(Collected data entries)
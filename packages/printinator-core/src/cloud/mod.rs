//! Cloud fleet: OAuth2 session management and REST polling of the vendor
//! printer API.

mod client;
mod fleet;
mod types;

pub use client::{CloudClient, TokenGrant};
pub use fleet::CloudFleet;
pub use types::{
    Cartridge, CartridgeStatus, CloudPrinter, PrintRun, PrintRunSuccessVote, PrintStatus,
    PrintThumbnail, PrinterStatus, Tank, TankStatus, TokenResponse, TANK_MAX_DAYS,
    TANK_MAX_LAYERS,
};
//! LAN fleet: polls every known printer address over JSON-RPC.

mod poller;
mod types;

pub use poller::LanFleet;
pub use types::{FirmwareVersion, HandshakeInfo, LanPrinter, SystemInformation, Toolhead};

WHAT IS NEEDED: Reproduce verbatim only the lines from the one holding "mod client;" through the end of the records.

RESPONSE FOR THIS EXERCISE:
mod client;
mod fleet;
mod types;

pub use client::{CloudClient, TokenGrant};
pub use fleet::CloudFleet;
pub use types::{
    Cartridge, CartridgeStatus, CloudPrinter, PrintRun, PrintRunSuccessVote, PrintStatus,
    PrintThumbnail, PrinterStatus, Tank, TankStatus, TokenResponse, TANK_MAX_DAYS,
    TANK_MAX_LAYERS,
};
//! LAN fleet: polls every known printer address over JSON-RPC.

mod poller;
mod types;

pub use poller::LanFleet;
pub use types::{FirmwareVersion, HandshakeInfo, LanPrinter, SystemInformation, Toolhead};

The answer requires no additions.